[Collected data]
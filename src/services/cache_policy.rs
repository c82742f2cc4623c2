use crate::models::{Context, TimeOfDay};

/// Default cache lifetime, one hour
const BASE_TTL_SECONDS: u64 = 3600;
/// Evening shoppers churn trending signals fastest
const EVENING_TTL_SECONDS: u64 = 1800;
/// Overnight activity is sparse; recompute rarely
const NIGHT_TTL_SECONDS: u64 = 21600;

/// Picks the TTL for a cached recommendation set from the context's
/// time-of-day bucket. Pure function, no failure modes.
pub fn cache_ttl(context: &Context) -> u64 {
    match context.time_of_day {
        TimeOfDay::Evening => EVENING_TTL_SECONDS,
        TimeOfDay::Night => NIGHT_TTL_SECONDS,
        TimeOfDay::Morning | TimeOfDay::Afternoon => BASE_TTL_SECONDS,
    }
}

#[cfg(test)]
mod tests {
    use super::*;
    use crate::models::{DeviceType, Season, UserSegment};
    use chrono::Utc;

    fn context_at(time_of_day: TimeOfDay) -> Context {
        Context {
            timestamp: Utc::now(),
            season: Season::Winter,
            time_of_day,
            day_of_week: "Mon".to_string(),
            region: "US".to_string(),
            device: DeviceType::Desktop,
            user_segment: UserSegment::NewUser,
            is_holiday: false,
        }
    }

    #[test]
    fn test_ttl_per_time_of_day() {
        assert_eq!(cache_ttl(&context_at(TimeOfDay::Morning)), 3600);
        assert_eq!(cache_ttl(&context_at(TimeOfDay::Afternoon)), 3600);
        assert_eq!(cache_ttl(&context_at(TimeOfDay::Evening)), 1800);
        assert_eq!(cache_ttl(&context_at(TimeOfDay::Night)), 21600);
    }
}
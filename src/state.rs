use std::sync::Arc;

use crate::services::RecommendationService;

/// Shared application state handed to every handler
#[derive(Clone)]
pub struct AppState {
    pub recommendations: Arc<RecommendationService>,
}

impl AppState {
    pub fn new(recommendations: Arc<RecommendationService>) -> Self {
        Self { recommendations }
    }
}
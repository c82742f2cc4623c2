use chrono::{DateTime, Datelike, Timelike, Utc};

use crate::models::{Context, DeviceType, Season, TimeOfDay, UserSegment};

/// Derives the generation context from wall-clock time and the
/// caller-supplied device. Pure function, no failure modes.
///
/// Segment and holiday detection are stubbed until the profile store is
/// wired into generation.
pub fn build_context(now: DateTime<Utc>, device: DeviceType, region: &str) -> Context {
    Context {
        timestamp: now,
        season: season_for(now),
        time_of_day: time_of_day_for(now),
        day_of_week: now.weekday().to_string(),
        region: region.to_string(),
        device,
        user_segment: UserSegment::NewUser,
        is_holiday: false,
    }
}

/// Calendar season from the month: 3-5 spring, 6-8 summer, 9-11 fall,
/// everything else winter.
pub fn season_for(t: DateTime<Utc>) -> Season {
    match t.month() {
        3..=5 => Season::Spring,
        6..=8 => Season::Summer,
        9..=11 => Season::Fall,
        _ => Season::Winter,
    }
}

/// Time-of-day bucket from the hour: [5,12) morning, [12,17) afternoon,
/// [17,21) evening, everything else night.
pub fn time_of_day_for(t: DateTime<Utc>) -> TimeOfDay {
    match t.hour() {
        5..=11 => TimeOfDay::Morning,
        12..=16 => TimeOfDay::Afternoon,
        17..=20 => TimeOfDay::Evening,
        _ => TimeOfDay::Night,
    }
}
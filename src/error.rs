//! Shared error utilities used across the compilation pipeline.
//!
//! Diagnostics are kept lightweight on purpose: lexical and syntactic
//! errors point at the offending source line with a caret, later stages
//! report line and column only. The first error aborts the compilation;
//! there is no recovery or multi-error reporting.

use snafu::Snafu;

pub type CompileResult<T> = Result<T, CompileError>;

#[derive(Debug, Snafu)]
pub enum CompileError {
  #[snafu(display("lex error at line {line}, column {column}: {message}\n{source_line}\n{marker}"))]
  Lex {
    message: String,
    line: usize,
    column: usize,
    source_line: String,
    marker: String,
  },

  #[snafu(display("parse error at line {line}, column {column}: {message}\n{source_line}\n{marker}"))]
  Parse {
    message: String,
    line: usize,
    column: usize,
    source_line: String,
    marker: String,
  },

  #[snafu(display("type error at line {line}, column {column}: {message}"))]
  Type {
    message: String,
    line: usize,
    column: usize,
  },

  #[snafu(display("undefined symbol `{name}`"))]
  Undefined { name: String },

  #[snafu(display("duplicate symbol `{name}`"))]
  Duplicate { name: String },

  #[snafu(display("unsupported construct at line {line}, column {column}: {message}"))]
  Unsupported {
    message: String,
    line: usize,
    column: usize,
  },
}

impl CompileError {
  /// Lexical error anchored at a byte offset in the source.
  pub fn lex(source: &str, loc: usize, message: impl Into<String>) -> Self {
    let (line, column, source_line, marker) = locate(source, loc);
    Self::Lex {
      message: message.into(),
      line,
      column,
      source_line,
      marker,
    }
  }

  /// Syntax error anchored at a byte offset in the source.
  pub fn parse(source: &str, loc: usize, message: impl Into<String>) -> Self {
    let (line, column, source_line, marker) = locate(source, loc);
    Self::Parse {
      message: message.into(),
      line,
      column,
      source_line,
      marker,
    }
  }

  /// Type-rule violation anchored at a byte offset in the source.
  pub fn type_error(source: &str, loc: usize, message: impl Into<String>) -> Self {
    let (line, column, _, _) = locate(source, loc);
    Self::Type {
      message: message.into(),
      line,
      column,
    }
  }

  /// A construct the compiler recognises but deliberately refuses to lower.
  pub fn unsupported(source: &str, loc: usize, message: impl Into<String>) -> Self {
    let (line, column, _, _) = locate(source, loc);
    Self::Unsupported {
      message: message.into(),
      line,
      column,
    }
  }

  pub fn undefined(name: impl Into<String>) -> Self {
    Self::Undefined { name: name.into() }
  }

  pub fn duplicate(name: impl Into<String>) -> Self {
    Self::Duplicate { name: name.into() }
  }
}

/// Map a byte offset to (line, column, source line, caret marker), all
/// one-based. Offsets past the end clamp to the last line.
fn locate(source: &str, loc: usize) -> (usize, usize, String, String) {
  let safe_loc = loc.min(source.len());
  let line_start = source[..safe_loc].rfind('\n').map(|p| p + 1).unwrap_or(0);
  let line_end = source[safe_loc..]
    .find('\n')
    .map(|p| safe_loc + p)
    .unwrap_or(source.len());
  let line = source[..safe_loc].matches('\n').count() + 1;
  let column = source[line_start..safe_loc].chars().count() + 1;
  let source_line = source[line_start..line_end].to_string();
  let marker = format!("{}^", " ".repeat(column - 1));
  (line, column, source_line, marker)
}
impl Checker<'_> {
  fn check_stmt(&self, stmt: &mut Stmt, scope: &Scope) -> CompileResult<()> {
    match stmt {
      Stmt::Assign { name, loc, value } => {
        let value_ty = self.check_expr(value, scope)?;
        let target_ty = self.assign_target_type(name, *loc, scope)?;
        self.check_assignable(target_ty, value_ty, name, *loc)
      }
      Stmt::Call { name, loc, args } => {
        let result = self.check_call(name, *loc, args, scope)?;
        if result.is_some() {
          return Err(CompileError::type_error(
            self.source,
            *loc,
            format!("`{name}` is a function; its result cannot be discarded"),
          ));
        }
        Ok(())
      }
      Stmt::If {
        cond,
        then_branch,
        else_branch,
      } => {
        self.check_condition(cond, scope)?;
        self.check_stmt(then_branch, scope)?;
        if let Some(else_branch) = else_branch {
          self.check_stmt(else_branch, scope)?;
        }
        Ok(())
      }
      Stmt::While { cond, body } => {
        self.check_condition(cond, scope)?;
        self.check_stmt(body, scope)
      }
      Stmt::Write { args, .. } => {
        for arg in args {
          self.check_expr(arg, scope)?;
        }
        Ok(())
      }
      Stmt::Compound { body } => {
        for stmt in body {
          self.check_stmt(stmt, scope)?;
        }
        Ok(())
      }
    }
  }

  fn check_condition(&self, cond: &mut Expr, scope: &Scope) -> CompileResult<()> {
    let ty = self.check_expr(cond, scope)?;
    if !ty.is_numeric() {
      return Err(CompileError::type_error(
        self.source,
        cond.loc,
        format!("condition must be numeric, but has type {ty}"),
      ));
    }
    Ok(())
  }

  /// Type of the storage an assignment writes into.
  fn assign_target_type(&self, name: &str, loc: usize, scope: &Scope) -> CompileResult<ExprType> {
    match scope.resolve(name)? {
      Binding::Parameter { param, .. } => Ok(param.ty),
      Binding::Local(decl) => Ok(decl.ty),
      Binding::ReturnSlot(ty) => Ok(ty),
      Binding::Global(symbol) => symbol.kind.value_type().ok_or_else(|| {
        CompileError::type_error(
          self.source,
          loc,
          format!("`{name}` is not a variable and cannot be assigned to"),
        )
      }),
    }
  }

  fn check_assignable(
    &self,
    target: ExprType,
    value: ExprType,
    name: &str,
    loc: usize,
  ) -> CompileResult<()> {
    let ok = target == value || (target == ExprType::Real && value == ExprType::Integer);
    if ok {
      Ok(())
    } else {
      Err(CompileError::type_error(
        self.source,
        loc,
        format!("cannot assign a {value} value to `{name}` of type {target}"),
      ))
    }
  }

  fn check_expr(&self, expr: &mut Expr, scope: &Scope) -> CompileResult<ExprType> {
    let ty = match &mut expr.kind {
      ExprKind::IntLit(_) => ExprType::Integer,
      ExprKind::RealLit(_) => ExprType::Real,
      ExprKind::StrLit(_) => ExprType::Str,
      ExprKind::Var { name } => {
        let name = name.clone();
        self.var_type(&name, expr.loc, scope)?
      }
      ExprKind::Call { name, args } => {
        let name = name.clone();
        let loc = expr.loc;
        self
          .check_call(&name, loc, args, scope)?
          .ok_or_else(|| {
            CompileError::type_error(
              self.source,
              loc,
              format!("procedure `{name}` cannot be used in an expression"),
            )
          })?
      }
      ExprKind::Binary { op, lhs, rhs } => {
        let op = *op;
        let loc = expr.loc;
        let lhs_ty = self.check_expr(lhs, scope)?;
        let rhs_ty = self.check_expr(rhs, scope)?;
        self.binary_type(op, lhs_ty, rhs_ty, loc)?
      }
      ExprKind::Concat { args } => {
        for arg in args.iter_mut() {
          let ty = self.check_expr(arg, scope)?;
          if ty != ExprType::Str {
            return Err(CompileError::type_error(
              self.source,
              arg.loc,
              format!("concat arguments must be strings, but got {ty}"),
            ));
          }
        }
        ExprType::Str
      }
    };
    expr.ty = ty;
    Ok(ty)
  }

  /// Type of an identifier in evaluation position. A bare global function
  /// name is a zero-argument call.
  fn var_type(&self, name: &str, loc: usize, scope: &Scope) -> CompileResult<ExprType> {
    match scope.resolve(name)? {
      Binding::Parameter { param, .. } => Ok(param.ty),
      Binding::Local(decl) => Ok(decl.ty),
      Binding::ReturnSlot(ty) => Ok(ty),
      Binding::Global(symbol) => match symbol.kind {
        SymbolKind::Procedure => Err(CompileError::type_error(
          self.source,
          loc,
          format!("procedure `{name}` cannot be used in an expression"),
        )),
        SymbolKind::Function => {
          let heading = symbol
            .heading
            .as_ref()
            .unwrap_or_else(|| unreachable!("function symbol without a heading"));
          if !heading.params.is_empty() {
            return Err(CompileError::type_error(
              self.source,
              loc,
              format!(
                "function `{name}` expects {} argument(s)",
                heading.params.len()
              ),
            ));
          }
          Ok(
            heading
              .return_type
              .unwrap_or_else(|| unreachable!("function without a return type")),
          )
        }
        kind => Ok(
          kind
            .value_type()
            .unwrap_or_else(|| unreachable!("variable symbol without a value type")),
        ),
      },
    }
  }

  /// Check a call's arguments against the callee's signature. Returns the
  /// return type (`None` for procedures).
  fn check_call(
    &self,
    name: &str,
    loc: usize,
    args: &mut [Expr],
    scope: &Scope,
  ) -> CompileResult<Option<ExprType>> {
    // The resolver maps a function's own name to its return slot; a
    // parenthesized or statement-position use is a recursive call, so go
    // straight to the global table for the signature.
    let symbol = match scope.resolve(name)? {
      Binding::Global(symbol) => symbol,
      Binding::ReturnSlot(_) => self.globals.get(name)?,
      Binding::Parameter { .. } | Binding::Local(_) => {
        return Err(CompileError::type_error(
          self.source,
          loc,
          format!("`{name}` is a variable, not a procedure or function"),
        ));
      }
    };
    let heading = match (&symbol.kind, &symbol.heading) {
      (SymbolKind::Function | SymbolKind::Procedure, Some(heading)) => Rc::clone(heading),
      (SymbolKind::Function | SymbolKind::Procedure, None) => {
        unreachable!("routine symbol without a heading")
      }
      _ => {
        return Err(CompileError::type_error(
          self.source,
          loc,
          format!("`{name}` is a variable, not a procedure or function"),
        ));
      }
    };

    if args.len() != heading.params.len() {
      return Err(CompileError::type_error(
        self.source,
        loc,
        format!(
          "`{name}` expects {} argument(s), but got {}",
          heading.params.len(),
          args.len()
        ),
      ));
    }

    for (param, arg) in heading.params.iter().zip(args.iter_mut()) {
      let arg_ty = self.check_expr(arg, scope)?;
      if param.by_ref {
        // A routine name resolves to a value type too, but it has no
        // storage to take the address of.
        let is_plain_var = match &arg.kind {
          ExprKind::Var { name } => !matches!(
            scope.resolve(name)?,
            Binding::Global(symbol)
              if matches!(symbol.kind, SymbolKind::Function | SymbolKind::Procedure)
          ),
          _ => false,
        };
        if !is_plain_var {
          return Err(CompileError::unsupported(
            self.source,
            arg.loc,
            format!(
              "argument for by-reference parameter `{}` must be a plain variable",
              param.name
            ),
          ));
        }
        if arg_ty != param.ty {
          return Err(CompileError::type_error(
            self.source,
            arg.loc,
            format!(
              "by-reference parameter `{}` has type {}, but the argument is {arg_ty}",
              param.name, param.ty
            ),
          ));
        }
      } else {
        let ok = arg_ty == param.ty || (param.ty == ExprType::Real && arg_ty == ExprType::Integer);
        if !ok {
          return Err(CompileError::type_error(
            self.source,
            arg.loc,
            format!(
              "parameter `{}` has type {}, but the argument is {arg_ty}",
              param.name, param.ty
            ),
          ));
        }
      }
    }

    Ok(heading.return_type)
  }

  /// Result type of a binary operator, or the error naming the operator and
  /// both operand types.
  fn binary_type(
    &self,
    op: BinaryOp,
    lhs: ExprType,
    rhs: ExprType,
    loc: usize,
  ) -> CompileResult<ExprType> {
    let mismatch = |hint: &str| {
      CompileError::type_error(
        self.source,
        loc,
        format!(
          "operator `{}` cannot be applied to {lhs} and {rhs}{hint}",
          op.symbol()
        ),
      )
    };

    if op.is_relational() {
      if lhs.is_numeric() && lhs == rhs {
        // The tag follows the operand type; the value is the integer
        // encoding 0 (false) / -1 (true).
        return Ok(lhs);
      }
      return Err(mismatch(""));
    }

    match op {
      BinaryOp::Add => {
        if lhs.is_numeric() && rhs.is_numeric() {
          Ok(lhs.promote(rhs))
        } else if lhs == ExprType::Str && rhs == ExprType::Str {
          Err(mismatch("; use concat to join strings"))
        } else {
          Err(mismatch(""))
        }
      }
      BinaryOp::Sub | BinaryOp::Mul => {
        if lhs.is_numeric() && rhs.is_numeric() {
          Ok(lhs.promote(rhs))
        } else {
          Err(mismatch(""))
        }
      }
      BinaryOp::FDiv => {
        if lhs.is_numeric() && rhs.is_numeric() {
          Ok(ExprType::Real)
        } else {
          Err(mismatch(""))
        }
      }
      BinaryOp::IntDiv | BinaryOp::Mod => {
        if lhs == ExprType::Integer && rhs == ExprType::Integer {
          Ok(ExprType::Integer)
        } else {
          Err(mismatch(""))
        }
      }
      _ => unreachable!("relational operators are handled above"),
    }
  }
}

**EXERCISE REQUIREMENTS**.
Give again, exactly as written, every line from the first one above through the line that has "filename src/state.rs" in it.

**TASK RESPONSE**.
filename src/services/cache_policy.rs
repository c82742f2cc4623c2
use crate::models::{Context, TimeOfDay};

/// Default cache lifetime, one hour
const BASE_TTL_SECONDS: u64 = 3600;
/// Evening shoppers churn trending signals fastest
const EVENING_TTL_SECONDS: u64 = 1800;
/// Overnight activity is sparse; recompute rarely
const NIGHT_TTL_SECONDS: u64 = 21600;

/// Picks the TTL for a cached recommendation set from the context's
/// time-of-day bucket. Pure function, no failure modes.
pub fn cache_ttl(context: &Context) -> u64 {
    match context.time_of_day {
        TimeOfDay::Evening => EVENING_TTL_SECONDS,
        TimeOfDay::Night => NIGHT_TTL_SECONDS,
        TimeOfDay::Morning | TimeOfDay::Afternoon => BASE_TTL_SECONDS,
    }
}

#[cfg(test)]
mod tests {
    use super::*;
    use crate::models::{DeviceType, Season, UserSegment};
    use chrono::Utc;

    fn context_at(time_of_day: TimeOfDay) -> Context {
        Context {
            timestamp: Utc::now(),
            season: Season::Winter,
            time_of_day,
            day_of_week: "Mon".to_string(),
            region: "US".to_string(),
            device: DeviceType::Desktop,
            user_segment: UserSegment::NewUser,
            is_holiday: false,
        }
    }

    #[test]
    fn test_ttl_per_time_of_day() {
        assert_eq!(cache_ttl(&context_at(TimeOfDay::Morning)), 3600);
        assert_eq!(cache_ttl(&context_at(TimeOfDay::Afternoon)), 3600);
        assert_eq!(cache_ttl(&context_at(TimeOfDay::Evening)), 1800);
        assert_eq!(cache_ttl(&context_at(TimeOfDay::Night)), 21600);
    }
}
filename src/state.rs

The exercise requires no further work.